## Stored items
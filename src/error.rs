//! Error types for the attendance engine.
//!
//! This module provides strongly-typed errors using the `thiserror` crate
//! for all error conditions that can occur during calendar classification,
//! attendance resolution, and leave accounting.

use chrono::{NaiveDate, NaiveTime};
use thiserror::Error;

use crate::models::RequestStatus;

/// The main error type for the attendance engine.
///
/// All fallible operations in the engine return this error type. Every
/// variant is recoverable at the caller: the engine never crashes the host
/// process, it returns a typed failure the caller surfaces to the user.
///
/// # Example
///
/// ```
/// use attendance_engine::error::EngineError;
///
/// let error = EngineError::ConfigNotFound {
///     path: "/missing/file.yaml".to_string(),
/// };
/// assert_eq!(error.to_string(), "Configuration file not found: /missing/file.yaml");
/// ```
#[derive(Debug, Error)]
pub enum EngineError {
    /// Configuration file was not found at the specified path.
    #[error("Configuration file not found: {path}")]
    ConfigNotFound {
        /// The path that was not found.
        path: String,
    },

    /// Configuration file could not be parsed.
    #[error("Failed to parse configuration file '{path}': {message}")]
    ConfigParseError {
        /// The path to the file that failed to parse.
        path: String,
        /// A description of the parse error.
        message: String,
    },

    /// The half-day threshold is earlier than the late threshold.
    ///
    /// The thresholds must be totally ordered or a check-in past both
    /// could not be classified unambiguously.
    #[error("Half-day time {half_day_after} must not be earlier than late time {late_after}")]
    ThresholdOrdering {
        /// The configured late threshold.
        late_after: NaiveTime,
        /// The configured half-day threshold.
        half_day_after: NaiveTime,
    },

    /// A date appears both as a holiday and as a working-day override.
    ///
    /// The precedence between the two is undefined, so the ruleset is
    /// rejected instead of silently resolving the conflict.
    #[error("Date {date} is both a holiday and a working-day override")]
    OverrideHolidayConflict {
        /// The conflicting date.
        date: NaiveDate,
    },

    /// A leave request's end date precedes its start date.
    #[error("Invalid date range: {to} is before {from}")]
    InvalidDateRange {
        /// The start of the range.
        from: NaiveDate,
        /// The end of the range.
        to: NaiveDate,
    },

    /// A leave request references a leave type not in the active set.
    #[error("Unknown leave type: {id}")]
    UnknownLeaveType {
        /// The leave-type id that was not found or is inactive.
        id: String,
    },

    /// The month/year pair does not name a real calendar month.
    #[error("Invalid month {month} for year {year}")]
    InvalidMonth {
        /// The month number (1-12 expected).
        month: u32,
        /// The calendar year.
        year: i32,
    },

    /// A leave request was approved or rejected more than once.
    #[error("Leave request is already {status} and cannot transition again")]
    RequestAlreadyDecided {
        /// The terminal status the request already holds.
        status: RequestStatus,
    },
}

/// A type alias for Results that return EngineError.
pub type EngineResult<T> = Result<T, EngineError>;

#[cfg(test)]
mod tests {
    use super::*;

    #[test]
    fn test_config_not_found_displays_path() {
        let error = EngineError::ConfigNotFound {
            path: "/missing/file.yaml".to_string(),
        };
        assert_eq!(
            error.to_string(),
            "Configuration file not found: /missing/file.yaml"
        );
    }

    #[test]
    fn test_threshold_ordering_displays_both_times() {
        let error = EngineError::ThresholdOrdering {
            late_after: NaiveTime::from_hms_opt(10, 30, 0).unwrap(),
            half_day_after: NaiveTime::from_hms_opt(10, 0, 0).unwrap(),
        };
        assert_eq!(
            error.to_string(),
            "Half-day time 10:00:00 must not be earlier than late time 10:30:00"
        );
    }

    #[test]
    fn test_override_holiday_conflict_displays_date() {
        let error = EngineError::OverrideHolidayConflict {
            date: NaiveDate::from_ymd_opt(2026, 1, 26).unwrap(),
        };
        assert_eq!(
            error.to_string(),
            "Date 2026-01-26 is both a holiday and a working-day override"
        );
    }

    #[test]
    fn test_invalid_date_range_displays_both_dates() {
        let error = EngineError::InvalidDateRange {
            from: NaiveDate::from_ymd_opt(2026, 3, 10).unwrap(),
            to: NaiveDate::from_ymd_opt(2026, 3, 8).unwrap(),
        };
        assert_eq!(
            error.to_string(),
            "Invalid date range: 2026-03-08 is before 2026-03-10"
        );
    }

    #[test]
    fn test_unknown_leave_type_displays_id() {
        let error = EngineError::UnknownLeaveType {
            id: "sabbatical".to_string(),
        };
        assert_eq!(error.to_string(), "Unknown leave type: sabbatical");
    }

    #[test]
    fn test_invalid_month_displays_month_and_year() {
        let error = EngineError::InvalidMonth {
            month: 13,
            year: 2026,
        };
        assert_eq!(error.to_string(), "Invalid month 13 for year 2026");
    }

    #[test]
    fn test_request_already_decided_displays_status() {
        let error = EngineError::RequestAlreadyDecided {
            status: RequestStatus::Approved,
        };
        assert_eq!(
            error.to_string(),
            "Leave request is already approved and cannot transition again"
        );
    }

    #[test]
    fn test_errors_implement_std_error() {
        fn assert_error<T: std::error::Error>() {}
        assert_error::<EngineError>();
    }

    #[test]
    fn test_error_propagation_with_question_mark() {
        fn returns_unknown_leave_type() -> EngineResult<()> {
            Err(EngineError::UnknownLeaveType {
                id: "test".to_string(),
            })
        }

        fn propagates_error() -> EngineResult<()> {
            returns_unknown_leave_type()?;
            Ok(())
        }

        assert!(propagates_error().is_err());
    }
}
--
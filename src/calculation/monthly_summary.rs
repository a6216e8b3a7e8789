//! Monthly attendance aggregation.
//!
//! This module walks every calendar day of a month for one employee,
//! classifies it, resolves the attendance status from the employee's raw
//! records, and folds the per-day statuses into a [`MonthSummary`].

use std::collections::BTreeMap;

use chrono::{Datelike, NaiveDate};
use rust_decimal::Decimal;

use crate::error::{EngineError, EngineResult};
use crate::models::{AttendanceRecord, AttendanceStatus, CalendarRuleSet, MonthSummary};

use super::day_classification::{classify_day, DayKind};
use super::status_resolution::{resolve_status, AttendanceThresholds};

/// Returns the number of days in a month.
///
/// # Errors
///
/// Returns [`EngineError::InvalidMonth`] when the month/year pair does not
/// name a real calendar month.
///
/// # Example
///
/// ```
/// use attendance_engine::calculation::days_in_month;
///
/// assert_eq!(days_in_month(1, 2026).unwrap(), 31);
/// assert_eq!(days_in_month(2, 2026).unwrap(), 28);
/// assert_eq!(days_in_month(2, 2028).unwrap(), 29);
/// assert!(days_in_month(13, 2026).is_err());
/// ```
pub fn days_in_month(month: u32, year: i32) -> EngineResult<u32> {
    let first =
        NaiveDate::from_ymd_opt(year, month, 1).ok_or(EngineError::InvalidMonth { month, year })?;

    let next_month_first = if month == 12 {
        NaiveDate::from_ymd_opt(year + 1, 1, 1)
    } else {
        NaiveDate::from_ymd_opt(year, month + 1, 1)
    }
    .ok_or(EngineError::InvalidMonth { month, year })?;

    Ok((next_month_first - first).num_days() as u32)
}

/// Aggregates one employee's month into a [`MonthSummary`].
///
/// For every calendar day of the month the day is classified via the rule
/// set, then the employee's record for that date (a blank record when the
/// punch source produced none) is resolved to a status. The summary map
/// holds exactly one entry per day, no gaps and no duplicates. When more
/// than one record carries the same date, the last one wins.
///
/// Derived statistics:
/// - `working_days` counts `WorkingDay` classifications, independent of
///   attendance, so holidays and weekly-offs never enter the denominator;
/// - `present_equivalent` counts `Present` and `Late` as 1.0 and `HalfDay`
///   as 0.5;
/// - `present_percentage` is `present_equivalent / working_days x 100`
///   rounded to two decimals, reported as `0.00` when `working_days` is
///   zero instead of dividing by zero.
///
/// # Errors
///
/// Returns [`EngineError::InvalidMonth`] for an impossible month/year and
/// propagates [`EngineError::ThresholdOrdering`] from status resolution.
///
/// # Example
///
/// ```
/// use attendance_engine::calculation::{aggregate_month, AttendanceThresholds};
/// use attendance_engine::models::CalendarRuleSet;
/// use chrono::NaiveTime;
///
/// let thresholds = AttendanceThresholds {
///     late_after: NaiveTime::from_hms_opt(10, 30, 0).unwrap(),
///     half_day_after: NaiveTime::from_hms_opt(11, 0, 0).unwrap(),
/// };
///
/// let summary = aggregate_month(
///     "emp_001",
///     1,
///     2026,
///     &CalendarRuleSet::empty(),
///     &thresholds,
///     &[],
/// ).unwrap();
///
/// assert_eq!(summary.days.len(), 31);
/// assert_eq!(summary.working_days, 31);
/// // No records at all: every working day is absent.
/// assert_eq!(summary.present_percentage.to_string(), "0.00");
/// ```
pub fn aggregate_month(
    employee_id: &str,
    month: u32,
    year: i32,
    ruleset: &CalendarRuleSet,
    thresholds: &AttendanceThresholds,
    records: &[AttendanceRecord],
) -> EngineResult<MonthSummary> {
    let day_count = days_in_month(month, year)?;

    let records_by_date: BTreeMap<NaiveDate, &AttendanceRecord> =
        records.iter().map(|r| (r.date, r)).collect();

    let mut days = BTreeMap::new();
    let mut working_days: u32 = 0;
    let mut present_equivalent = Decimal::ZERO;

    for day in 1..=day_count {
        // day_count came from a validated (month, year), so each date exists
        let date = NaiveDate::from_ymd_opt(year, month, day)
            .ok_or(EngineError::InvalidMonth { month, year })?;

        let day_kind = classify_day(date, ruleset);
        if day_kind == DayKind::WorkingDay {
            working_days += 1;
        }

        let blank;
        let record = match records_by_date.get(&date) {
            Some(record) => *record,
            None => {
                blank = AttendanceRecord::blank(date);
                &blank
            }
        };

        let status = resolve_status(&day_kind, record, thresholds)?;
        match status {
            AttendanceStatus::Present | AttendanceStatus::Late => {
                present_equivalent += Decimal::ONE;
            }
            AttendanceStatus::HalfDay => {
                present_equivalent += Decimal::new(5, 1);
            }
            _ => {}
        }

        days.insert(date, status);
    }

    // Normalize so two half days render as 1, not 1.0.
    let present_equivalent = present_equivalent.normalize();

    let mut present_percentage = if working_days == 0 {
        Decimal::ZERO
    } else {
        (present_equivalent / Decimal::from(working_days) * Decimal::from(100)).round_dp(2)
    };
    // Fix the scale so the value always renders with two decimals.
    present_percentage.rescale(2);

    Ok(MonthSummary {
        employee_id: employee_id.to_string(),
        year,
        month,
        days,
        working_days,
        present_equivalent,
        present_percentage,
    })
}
---
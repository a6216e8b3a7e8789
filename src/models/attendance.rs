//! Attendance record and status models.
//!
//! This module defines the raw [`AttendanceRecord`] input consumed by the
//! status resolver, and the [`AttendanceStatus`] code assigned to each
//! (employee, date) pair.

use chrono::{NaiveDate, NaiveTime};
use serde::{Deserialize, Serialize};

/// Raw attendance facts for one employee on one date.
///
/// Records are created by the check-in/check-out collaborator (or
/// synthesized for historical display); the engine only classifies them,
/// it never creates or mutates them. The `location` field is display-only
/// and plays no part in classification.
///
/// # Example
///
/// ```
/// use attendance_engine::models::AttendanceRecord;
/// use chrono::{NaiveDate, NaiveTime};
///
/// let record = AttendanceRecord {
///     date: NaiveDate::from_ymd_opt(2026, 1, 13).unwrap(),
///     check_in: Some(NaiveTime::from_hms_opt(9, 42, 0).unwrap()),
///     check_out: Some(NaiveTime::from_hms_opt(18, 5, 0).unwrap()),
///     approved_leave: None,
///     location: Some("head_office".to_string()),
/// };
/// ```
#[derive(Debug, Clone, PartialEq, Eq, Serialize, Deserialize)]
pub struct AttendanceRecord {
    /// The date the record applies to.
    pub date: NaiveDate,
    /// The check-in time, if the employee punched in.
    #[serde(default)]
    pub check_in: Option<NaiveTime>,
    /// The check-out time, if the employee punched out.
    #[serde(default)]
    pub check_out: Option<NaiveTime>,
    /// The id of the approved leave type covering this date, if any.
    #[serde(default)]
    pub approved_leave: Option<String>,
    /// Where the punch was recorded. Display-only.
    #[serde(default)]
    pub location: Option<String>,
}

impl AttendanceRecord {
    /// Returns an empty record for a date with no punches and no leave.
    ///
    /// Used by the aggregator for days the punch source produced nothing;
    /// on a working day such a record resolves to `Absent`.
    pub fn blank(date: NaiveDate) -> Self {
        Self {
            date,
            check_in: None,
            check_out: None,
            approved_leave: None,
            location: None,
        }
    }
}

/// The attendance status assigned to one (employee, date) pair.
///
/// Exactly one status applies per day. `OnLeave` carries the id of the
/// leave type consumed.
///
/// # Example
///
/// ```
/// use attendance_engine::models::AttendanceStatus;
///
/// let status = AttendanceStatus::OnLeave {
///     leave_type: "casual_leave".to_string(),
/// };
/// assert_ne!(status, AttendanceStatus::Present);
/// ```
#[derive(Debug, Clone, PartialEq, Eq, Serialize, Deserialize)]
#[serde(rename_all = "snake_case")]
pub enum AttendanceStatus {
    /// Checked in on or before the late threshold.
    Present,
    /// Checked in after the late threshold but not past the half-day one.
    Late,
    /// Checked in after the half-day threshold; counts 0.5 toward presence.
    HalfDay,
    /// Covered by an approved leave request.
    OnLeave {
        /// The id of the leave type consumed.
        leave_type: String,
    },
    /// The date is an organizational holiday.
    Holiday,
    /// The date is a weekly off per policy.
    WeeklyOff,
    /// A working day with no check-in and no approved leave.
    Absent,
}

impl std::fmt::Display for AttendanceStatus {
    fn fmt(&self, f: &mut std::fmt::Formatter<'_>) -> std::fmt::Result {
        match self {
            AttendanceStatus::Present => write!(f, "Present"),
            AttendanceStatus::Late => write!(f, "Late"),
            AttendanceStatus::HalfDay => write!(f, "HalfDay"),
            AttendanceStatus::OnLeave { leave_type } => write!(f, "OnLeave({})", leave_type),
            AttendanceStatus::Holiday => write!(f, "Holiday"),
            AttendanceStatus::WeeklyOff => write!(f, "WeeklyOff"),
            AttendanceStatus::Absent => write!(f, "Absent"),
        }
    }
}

## Assigned task
Scan the lines above for the word "before", then copy each line that has it.

## Reply
    #[error("Invalid date range: {to} is before {from}")]
            "Invalid date range: 2026-03-08 is before 2026-03-10"
    /// Checked in on or before the late threshold.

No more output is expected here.